Photographs by Atul Loke

Mujib Mashal and Suhasini Raj spent time at the Maratha Mandir cinema over two trips to Mumbai reporting this story. Atul Loke is a native of Mumbai.

  • Jan. 19, 2023

“Well past the film’s intermission, the crowd keeps trickling in. Some pay at the ticketing window with a couple of taps on their phone; others dump fistfuls of coins. They are students and office clerks, prostitutes from the waning red-light district nearby, day laborers still chasing dreams in India’s “maximum city,” and the homeless with dreams long deferred.

India’s film industry puts about 1,500 stories on the screen annually.
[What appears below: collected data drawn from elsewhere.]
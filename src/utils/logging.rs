use std::env;
use tracing_subscriber::{fmt, prelude::*, EnvFilter};

/// 日志配置
pub struct LoggingConfig;

impl LoggingConfig {
    /// 初始化日志系统
    ///
    /// 支持通过环境变量配置：
    /// - RUST_LOG: 设置日志级别（error, warn, info, debug, trace）
    /// - REGCACHE_DEBUG: 启用缓存命中/未命中等详细输出
    ///
    /// 使用示例：
    /// ```no_run
    /// use regcache::utils::LoggingConfig;
    ///
    /// fn main() {
    ///     LoggingConfig::init();
    ///     // 现在可以使用 tracing 宏
    /// }
    /// ```
    pub fn init() {
        let is_debug = Self::is_debug();

        let env_filter = match EnvFilter::try_from_default_env() {
            Ok(filter) => filter,
            Err(_) => {
                if is_debug {
                    EnvFilter::new("regcache=debug,info")
                } else {
                    EnvFilter::new("regcache=info,warn")
                }
            }
        };

        let fmt_layer = fmt::layer()
            .with_target(is_debug)
            .with_file(is_debug)
            .with_line_number(is_debug)
            .with_thread_ids(is_debug);

        let _ = tracing_subscriber::registry()
            .with(env_filter)
            .with(fmt_layer)
            .try_init();

        if is_debug {
            tracing::debug!("debug logging enabled");
        }
    }

    /// 初始化日志系统（带自定义过滤器）
    pub fn init_with_filter(filter: &str) {
        let _ = tracing_subscriber::registry()
            .with(EnvFilter::new(filter))
            .with(fmt::layer())
            .try_init();
    }

    /// 检查是否启用调试模式
    pub fn is_debug() -> bool {
        env::var("REGCACHE_DEBUG").is_ok()
    }
}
But the audience that files every morning into the Maratha Mandir cinema in Mumbai is here for a movie that premiered 27 years ago — and has resonated so intensely that this once-grand 1,100-seat theater has played it every day since, save for a pandemic hiatus.

The film, “Dilwale Dulhania Le Jayenge” — which translates as “The Big-Hearted Will Take the Bride” and is known as “D.D.L.J.” — is a boy-meets-girl story set against the backdrop of a moment of immense change and unbridled possibility in India.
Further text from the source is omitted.